Stored data entries:
=====

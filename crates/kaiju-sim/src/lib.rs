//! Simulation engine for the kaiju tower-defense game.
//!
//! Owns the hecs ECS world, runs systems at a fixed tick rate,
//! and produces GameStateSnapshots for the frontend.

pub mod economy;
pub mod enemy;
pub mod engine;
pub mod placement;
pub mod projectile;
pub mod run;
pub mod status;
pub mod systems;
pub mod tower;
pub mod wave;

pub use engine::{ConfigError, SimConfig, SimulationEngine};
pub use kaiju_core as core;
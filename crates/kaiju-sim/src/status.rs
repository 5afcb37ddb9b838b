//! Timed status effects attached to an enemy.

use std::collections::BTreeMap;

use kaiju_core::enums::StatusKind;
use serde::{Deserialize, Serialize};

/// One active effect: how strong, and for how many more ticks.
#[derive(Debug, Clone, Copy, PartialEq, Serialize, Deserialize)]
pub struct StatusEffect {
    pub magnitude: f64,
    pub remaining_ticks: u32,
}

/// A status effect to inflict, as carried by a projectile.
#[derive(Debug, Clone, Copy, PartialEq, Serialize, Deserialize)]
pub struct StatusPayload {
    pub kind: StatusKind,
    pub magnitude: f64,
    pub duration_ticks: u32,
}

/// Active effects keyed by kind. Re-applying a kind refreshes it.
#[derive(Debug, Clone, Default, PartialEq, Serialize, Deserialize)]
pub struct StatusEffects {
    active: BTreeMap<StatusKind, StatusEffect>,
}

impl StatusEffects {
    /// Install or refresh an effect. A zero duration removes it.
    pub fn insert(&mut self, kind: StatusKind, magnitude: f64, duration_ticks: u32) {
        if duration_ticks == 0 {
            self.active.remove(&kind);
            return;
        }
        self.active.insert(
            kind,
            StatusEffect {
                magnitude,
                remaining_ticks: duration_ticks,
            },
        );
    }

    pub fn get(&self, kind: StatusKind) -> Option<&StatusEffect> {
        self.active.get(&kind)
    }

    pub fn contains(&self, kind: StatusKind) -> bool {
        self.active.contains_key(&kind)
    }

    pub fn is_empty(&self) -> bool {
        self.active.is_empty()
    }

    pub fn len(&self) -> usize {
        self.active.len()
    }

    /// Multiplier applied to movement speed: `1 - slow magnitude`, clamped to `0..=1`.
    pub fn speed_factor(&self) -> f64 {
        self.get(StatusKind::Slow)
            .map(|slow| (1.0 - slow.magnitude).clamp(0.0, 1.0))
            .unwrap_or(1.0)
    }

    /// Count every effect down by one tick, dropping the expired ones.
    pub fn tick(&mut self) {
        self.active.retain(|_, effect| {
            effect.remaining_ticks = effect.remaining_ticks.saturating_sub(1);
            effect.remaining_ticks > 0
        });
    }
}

=====

Required work: Say how many lines of the records include the string "tower"; the number alone is enough.

Written answer: 2